Determine the number of lines in the entries below in which the word "derive" appears, and reply with that number only.

[SUPPLIED MATERIAL — start]

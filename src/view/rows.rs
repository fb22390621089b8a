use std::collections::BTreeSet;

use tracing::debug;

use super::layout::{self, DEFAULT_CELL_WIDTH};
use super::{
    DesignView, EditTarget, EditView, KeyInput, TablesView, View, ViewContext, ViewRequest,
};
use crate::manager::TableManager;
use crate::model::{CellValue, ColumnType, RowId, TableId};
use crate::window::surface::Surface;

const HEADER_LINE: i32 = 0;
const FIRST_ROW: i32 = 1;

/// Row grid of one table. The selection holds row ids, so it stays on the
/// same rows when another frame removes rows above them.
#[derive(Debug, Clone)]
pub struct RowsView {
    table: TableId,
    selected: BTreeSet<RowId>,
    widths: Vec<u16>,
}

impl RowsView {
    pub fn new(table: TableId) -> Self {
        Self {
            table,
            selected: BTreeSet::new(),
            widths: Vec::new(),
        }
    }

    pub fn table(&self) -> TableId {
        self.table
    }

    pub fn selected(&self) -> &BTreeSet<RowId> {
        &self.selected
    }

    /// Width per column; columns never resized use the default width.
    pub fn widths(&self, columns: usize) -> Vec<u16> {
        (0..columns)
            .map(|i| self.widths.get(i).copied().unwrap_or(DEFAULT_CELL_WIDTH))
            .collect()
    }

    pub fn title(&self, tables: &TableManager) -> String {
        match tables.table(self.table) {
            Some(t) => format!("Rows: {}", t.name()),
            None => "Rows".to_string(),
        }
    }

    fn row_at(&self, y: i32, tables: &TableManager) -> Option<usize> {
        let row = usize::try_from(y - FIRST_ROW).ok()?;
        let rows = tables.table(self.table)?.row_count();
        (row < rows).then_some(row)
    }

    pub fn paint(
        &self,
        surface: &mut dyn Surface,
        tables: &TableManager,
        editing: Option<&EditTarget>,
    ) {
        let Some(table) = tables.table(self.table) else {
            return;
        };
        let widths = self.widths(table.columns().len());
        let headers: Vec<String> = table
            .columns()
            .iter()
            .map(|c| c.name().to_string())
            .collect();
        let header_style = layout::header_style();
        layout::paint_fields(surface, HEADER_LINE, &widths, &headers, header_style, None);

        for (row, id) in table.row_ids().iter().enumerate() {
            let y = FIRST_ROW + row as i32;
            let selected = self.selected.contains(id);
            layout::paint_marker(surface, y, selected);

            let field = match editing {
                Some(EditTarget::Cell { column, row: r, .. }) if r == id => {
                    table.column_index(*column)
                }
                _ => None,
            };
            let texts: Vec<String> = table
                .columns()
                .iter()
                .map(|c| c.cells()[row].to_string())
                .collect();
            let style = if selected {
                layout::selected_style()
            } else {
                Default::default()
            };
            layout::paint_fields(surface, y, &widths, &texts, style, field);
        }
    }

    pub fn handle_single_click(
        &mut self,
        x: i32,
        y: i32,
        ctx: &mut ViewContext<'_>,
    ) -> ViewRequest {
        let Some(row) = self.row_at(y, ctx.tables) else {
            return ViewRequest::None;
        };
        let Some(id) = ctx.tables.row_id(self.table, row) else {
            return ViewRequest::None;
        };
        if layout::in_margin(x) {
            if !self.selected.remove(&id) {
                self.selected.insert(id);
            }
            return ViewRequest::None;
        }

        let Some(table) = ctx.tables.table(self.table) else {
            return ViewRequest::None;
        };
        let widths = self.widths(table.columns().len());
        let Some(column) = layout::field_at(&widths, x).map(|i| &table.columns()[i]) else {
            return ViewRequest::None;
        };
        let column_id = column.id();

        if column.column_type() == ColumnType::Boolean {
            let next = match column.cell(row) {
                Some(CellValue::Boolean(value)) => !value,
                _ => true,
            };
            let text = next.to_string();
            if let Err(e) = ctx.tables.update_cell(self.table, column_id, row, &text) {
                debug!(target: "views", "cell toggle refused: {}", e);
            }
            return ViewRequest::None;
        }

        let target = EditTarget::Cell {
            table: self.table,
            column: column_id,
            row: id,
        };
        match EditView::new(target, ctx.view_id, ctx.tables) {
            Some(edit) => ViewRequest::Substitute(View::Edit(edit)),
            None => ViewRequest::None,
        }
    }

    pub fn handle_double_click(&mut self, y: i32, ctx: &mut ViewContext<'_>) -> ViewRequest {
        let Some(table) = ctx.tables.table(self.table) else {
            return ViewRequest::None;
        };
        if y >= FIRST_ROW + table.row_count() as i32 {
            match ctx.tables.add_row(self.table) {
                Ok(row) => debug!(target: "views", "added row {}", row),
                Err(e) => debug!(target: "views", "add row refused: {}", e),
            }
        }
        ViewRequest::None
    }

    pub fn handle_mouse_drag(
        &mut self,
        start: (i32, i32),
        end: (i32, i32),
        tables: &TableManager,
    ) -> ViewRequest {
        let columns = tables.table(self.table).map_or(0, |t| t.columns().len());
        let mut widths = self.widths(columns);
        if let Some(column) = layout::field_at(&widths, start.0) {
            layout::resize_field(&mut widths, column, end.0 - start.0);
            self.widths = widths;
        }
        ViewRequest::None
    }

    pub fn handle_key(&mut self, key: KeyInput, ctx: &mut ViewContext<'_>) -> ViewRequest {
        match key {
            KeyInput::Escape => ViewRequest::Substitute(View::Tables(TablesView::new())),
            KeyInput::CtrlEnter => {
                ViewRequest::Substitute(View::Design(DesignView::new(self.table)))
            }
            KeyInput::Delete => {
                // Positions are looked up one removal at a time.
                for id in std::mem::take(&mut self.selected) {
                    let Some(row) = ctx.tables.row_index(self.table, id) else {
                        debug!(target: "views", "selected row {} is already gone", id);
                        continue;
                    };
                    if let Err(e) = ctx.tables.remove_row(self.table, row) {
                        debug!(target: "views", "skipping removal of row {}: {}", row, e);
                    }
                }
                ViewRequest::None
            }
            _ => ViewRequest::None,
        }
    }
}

[SUPPLIED MATERIAL — finish]
[SUPPLIED MATERIAL — start]

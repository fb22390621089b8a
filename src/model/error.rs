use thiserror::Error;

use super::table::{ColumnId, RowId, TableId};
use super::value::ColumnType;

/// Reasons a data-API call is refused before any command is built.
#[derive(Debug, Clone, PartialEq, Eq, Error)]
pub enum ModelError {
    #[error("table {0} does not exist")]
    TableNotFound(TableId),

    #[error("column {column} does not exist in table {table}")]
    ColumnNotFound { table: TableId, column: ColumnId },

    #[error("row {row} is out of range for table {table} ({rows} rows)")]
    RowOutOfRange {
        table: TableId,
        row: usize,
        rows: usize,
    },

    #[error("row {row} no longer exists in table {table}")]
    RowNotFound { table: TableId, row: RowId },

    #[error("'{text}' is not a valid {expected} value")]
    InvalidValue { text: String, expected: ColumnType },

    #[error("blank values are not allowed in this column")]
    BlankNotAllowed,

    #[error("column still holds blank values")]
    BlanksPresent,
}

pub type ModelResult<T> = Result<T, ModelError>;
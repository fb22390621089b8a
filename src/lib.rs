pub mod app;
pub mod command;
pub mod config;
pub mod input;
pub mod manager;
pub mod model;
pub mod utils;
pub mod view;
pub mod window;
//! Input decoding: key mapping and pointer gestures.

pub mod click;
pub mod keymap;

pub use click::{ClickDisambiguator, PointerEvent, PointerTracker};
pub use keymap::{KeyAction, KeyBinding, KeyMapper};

[SUPPLIED MATERIAL — finish]

◆ ANSWER SPACE ◆
2